**Stored items**:

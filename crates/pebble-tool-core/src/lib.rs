//! Core runtime for the Pebble developer tool.
//!
//! This crate provides everything the `pebble` CLI needs short of argument
//! parsing:
//!
//! - SDK version management: installing, activating and removing versioned
//!   SDK bundles under the per-user persist directory ([`sdk`]).
//! - Emulator supervision: launching and reusing the qemu firmware emulator
//!   and its companion phone simulator as a coordinated pair ([`emulator`]).
//! - Transport selection: picking and dialing the watch connection implied
//!   by the user's flags and environment ([`transport`]).
//!
//! Everything is blocking and single-threaded. Cross-invocation state lives
//! in JSON files under the persist directory, written atomically; there is
//! no daemon and no lock file.
//!
//! # Example
//!
//! ```rust,ignore
//! use pebble_tool_core::sdk::SdkManager;
//!
//! fn main() -> pebble_tool_core::Result<()> {
//!     let manager = SdkManager::new()?;
//!     for sdk in manager.list_local()? {
//!         println!("{}", sdk.version);
//!     }
//!     Ok(())
//! }
//! ```

pub mod config;
pub mod emulator;
pub mod error;
pub mod persist;
pub mod sdk;
pub mod transport;
pub mod version;

// Re-export commonly used types
pub use config::Platform;
pub use emulator::{EmulatorEndpoint, EmulatorSupervisor};
pub use error::{Result, ToolError};
pub use sdk::{InstallOptions, SdkManager, SdkManifest};
pub use transport::{Connection, SelectionInput, TransportRegistry};
pub use version::version_key;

**EXERCISE DETAILS**:
Find the line that contains "no lock file." in the data above. Reproduce it and every later line exactly, through the last one.

**SOLUTION FOR THIS TASK**:
//! no daemon and no lock file.
//!
//! # Example
//!
//! ```rust,ignore
//! use pebble_tool_core::sdk::SdkManager;
//!
//! fn main() -> pebble_tool_core::Result<()> {
//!     let manager = SdkManager::new()?;
//!     for sdk in manager.list_local()? {
//!         println!("{}", sdk.version);
//!     }
//!     Ok(())
//! }
//! ```

pub mod config;
pub mod emulator;
pub mod error;
pub mod persist;
pub mod sdk;
pub mod transport;
pub mod version;

// Re-export commonly used types
pub use config::Platform;
pub use emulator::{EmulatorEndpoint, EmulatorSupervisor};
pub use error::{Result, ToolError};
pub use sdk::{InstallOptions, SdkManager, SdkManifest};
pub use transport::{Connection, SelectionInput, TransportRegistry};
pub use version::version_key;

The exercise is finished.